I would like to hear your thoughts on the potential for VCU to join the American Athletic Conference (AAC) as a replacement for UConn once they leave for the Big East in a year or two.

Would VCU benefit from playing basketball/baseball/olympics in a league with Cincinnati, Temple, Memphis, Wichita St, Houston, SMU, USF, UCF, ECU, Tulane, Tulsa?

Would the Richmond area benefit?

Could it help the city with a new arena (play marquee games in it vs. on-campus)?

Would it bolster VCU applications/admissions?

Would VCU be better staying in the A-10 because of significant travel (Tulsa, Wichita, Houston, Dallas, Orlando, Tampa....) costs {which may be more than their current costs} and rivalries/familiarity with A-10 members?

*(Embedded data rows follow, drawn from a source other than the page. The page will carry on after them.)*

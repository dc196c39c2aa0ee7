//! Table Walkthrough Example
//!
//! Deals a seeded four-seat round, arranges every hand with the suggester
//! and prints the pairwise settlement.

use rand::{SeedableRng, rngs::StdRng};
use std::collections::BTreeMap;
use thirteen::game::{Card, Deck, LaneBonuses, ScoringRules, SeatHand, SeatIndex, suggest};

fn show(cards: &[Card]) -> String {
    cards
        .iter()
        .map(ToString::to_string)
        .collect::<Vec<_>>()
        .join(" ")
}

fn main() -> Result<(), Box<dyn std::error::Error>> {
    println!("=== Thirteen-card Table Walkthrough ===\n");

    let mut rng = StdRng::seed_from_u64(2024);
    let hands = Deck::new().shuffled(&mut rng).deal_hands(4)?;
    let rules = ScoringRules {
        lane_bonuses: LaneBonuses::classic(),
        ..ScoringRules::default()
    };

    let mut seats: BTreeMap<SeatIndex, SeatHand> = BTreeMap::new();
    for (seat, dealt) in hands.iter().enumerate() {
        let arrangement = suggest(dealt).ok_or("suggester needs exactly 13 cards")?;
        let hand = SeatHand::evaluate(arrangement, dealt, &rules.specials)?;

        println!("Seat {seat}: dealt {}", show(dealt));
        println!("  front  {:<20} {:?}", show(&hand.arrangement.front), hand.ranks.front.category);
        println!("  middle {:<20} {:?}", show(&hand.arrangement.middle), hand.ranks.middle.category);
        println!("  back   {:<20} {:?}", show(&hand.arrangement.back), hand.ranks.back.category);
        if let Some(pattern) = hand.special {
            println!("  special: {pattern:?}");
        }
        println!();

        seats.insert(seat, hand);
    }

    let score = thirteen::game::score_room(&seats, &rules);
    println!("Pairwise results:");
    for pair in &score.pairs {
        println!(
            "  seat {} vs seat {}: {:+} ({:?})",
            pair.first, pair.second, pair.score.points, pair.score.kind
        );
    }

    println!("\nNet:");
    for (seat, points) in &score.net {
        println!("  seat {seat}: {points:+}");
    }
    println!("  (sums to {})", score.total());

    Ok(())
}
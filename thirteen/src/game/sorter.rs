//! Automatic arrangement.
//!
//! Tries every 3/5/5 split and keeps the strongest one that doesn't foul.
//! Strength is the summed category of the three lanes, with ties broken
//! by the back lane, then the middle, then the front.

use super::{
    arrangement::LaneRanks,
    constants::{BACK_SIZE, CARDS_PER_SEAT, MIDDLE_SIZE},
    entities::{Arrangement, Card, HandRank},
    functional::{classify, combinations, remainder, select},
};

type Strength = (u32, HandRank, HandRank, HandRank);

fn strength(ranks: &LaneRanks) -> Strength {
    let total = [&ranks.front, &ranks.middle, &ranks.back]
        .iter()
        .map(|rank| rank.category as u32)
        .sum();
    (
        total,
        ranks.back.clone(),
        ranks.middle.clone(),
        ranks.front.clone(),
    )
}

/// Suggest a non-fouling arrangement of a 13-card hand. Returns `None` for
/// anything that isn't exactly 13 cards.
#[must_use]
pub fn suggest(cards: &[Card]) -> Option<Arrangement> {
    if cards.len() != CARDS_PER_SEAT {
        return None;
    }
    let mut hand = cards.to_vec();
    hand.sort_unstable_by(|a, b| b.cmp(a));

    let mut best: Option<(Strength, Arrangement)> = None;
    for back_idx in combinations(hand.len(), BACK_SIZE) {
        let back = select(&hand, &back_idx);
        let back_rank = classify(&back);
        let rest = remainder(&hand, &back_idx);
        for middle_idx in combinations(rest.len(), MIDDLE_SIZE) {
            let middle = select(&rest, &middle_idx);
            let middle_rank = classify(&middle);
            if middle_rank > back_rank {
                continue;
            }
            let front = remainder(&rest, &middle_idx);
            let front_rank = classify(&front);
            if front_rank > middle_rank {
                continue;
            }
            let ranks = LaneRanks {
                front: front_rank,
                middle: middle_rank,
                back: back_rank.clone(),
            };
            let candidate = strength(&ranks);
            if best.as_ref().is_none_or(|(current, _)| candidate > *current) {
                best = Some((
                    candidate,
                    Arrangement::new(front, middle, back.clone()),
                ));
            }
        }
    }

    // The strongest back over all 13 cards plus the strongest middle over
    // the rest never fouls, so `best` is always set here.
    Some(
        best.map(|(_, arrangement)| arrangement)
            .unwrap_or_else(|| {
                let mut ascending = hand.clone();
                ascending.reverse();
                Arrangement::from_dealt_order(&ascending)
            }),
    )
}
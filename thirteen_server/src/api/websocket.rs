//! WebSocket handler for live room updates.
//!
//! A connection is bound to one room and, optionally, one player. Every
//! room event is forwarded as it happens; phase changes and round results
//! are followed by a fresh view for the connected player. Players can also
//! act over the socket instead of the REST routes.
//!
//! # Connection Flow
//!
//! 1. Client connects via `GET /ws/{room_id}?player=<id>` (or with the
//!    `x-player-id` header; without either it's a spectator)
//! 2. Server subscribes to the room and sends the current view
//! 3. A send task forwards events, views and command responses
//! 4. On disconnect the seat is reported disconnected, not vacated; an
//!    unsubmitted hand is forfeited at the arranging deadline
//!
//! # Example
//!
//! ```javascript
//! const ws = new WebSocket('ws://localhost:6969/ws/1?player=alice');
//!
//! ws.send(JSON.stringify({ type: "ready" }));
//! ws.send(JSON.stringify({
//!   type: "submit",
//!   arrangement: { front: [...], middle: [...], back: [...] }
//! }));
//! ```

use axum::{
    extract::{
        Path, Query, State,
        ws::{Message, WebSocket, WebSocketUpgrade},
    },
    http::{HeaderMap, StatusCode},
    response::{IntoResponse, Response},
};
use futures_util::{SinkExt, StreamExt};
use log::{error, info, warn};
use serde::{Deserialize, Serialize};
use thirteen::{
    Arrangement, PlayerId, RoomError, RoomId, RoomResult, SeatIndex, Validation,
    room::{RoomEvent, RoomView},
};
use tokio::sync::mpsc;
use uuid::Uuid;

use super::{AppState, middleware::player_from_headers, rate_limiter::RateLimiter};
use crate::metrics;

#[derive(Debug, Deserialize)]
pub struct WsQuery {
    player: Option<String>,
}

/// Commands accepted from the client
#[derive(Debug, Deserialize)]
#[serde(tag = "type", rename_all = "snake_case")]
pub enum ClientMessage {
    Join,
    Ready,
    Unready,
    AddBot,
    Leave,
    Draft { arrangement: Arrangement },
    Submit { arrangement: Arrangement },
    Suggest,
    View,
}

/// Messages sent to the client
#[derive(Debug, Serialize)]
#[serde(tag = "type", rename_all = "snake_case")]
pub enum ServerMessage {
    Event { event: RoomEvent },
    View { view: RoomView },
    Success { message: String },
    Validation { validation: Validation },
    Suggestion { arrangement: Arrangement },
    Error { message: String },
}

impl ServerMessage {
    fn error(message: impl Into<String>) -> Self {
        Self::Error {
            message: message.into(),
        }
    }

    fn success(message: impl Into<String>) -> Self {
        Self::Success {
            message: message.into(),
        }
    }
}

The AAC recently earned a 12 year (I think) $1 billion-ish tv deal with ESPN with each full member getting about $7 million per year (part members [NAVY, Wichita St] is less, but not sure how much. Would this be more than VCU currently earns through media?

As an ECU alum/fan I would love VCU to be asked to join as I remember VCU from the CAA days. Great basketball and I remember baseball (a sport ECU cares about) being good too. Also, VCU would be the closest AAC school to Greenville, NC ( a travel partner if you will).

 

If this topic is being discussed elsewhere on the Richmond board, please feel free to move it there.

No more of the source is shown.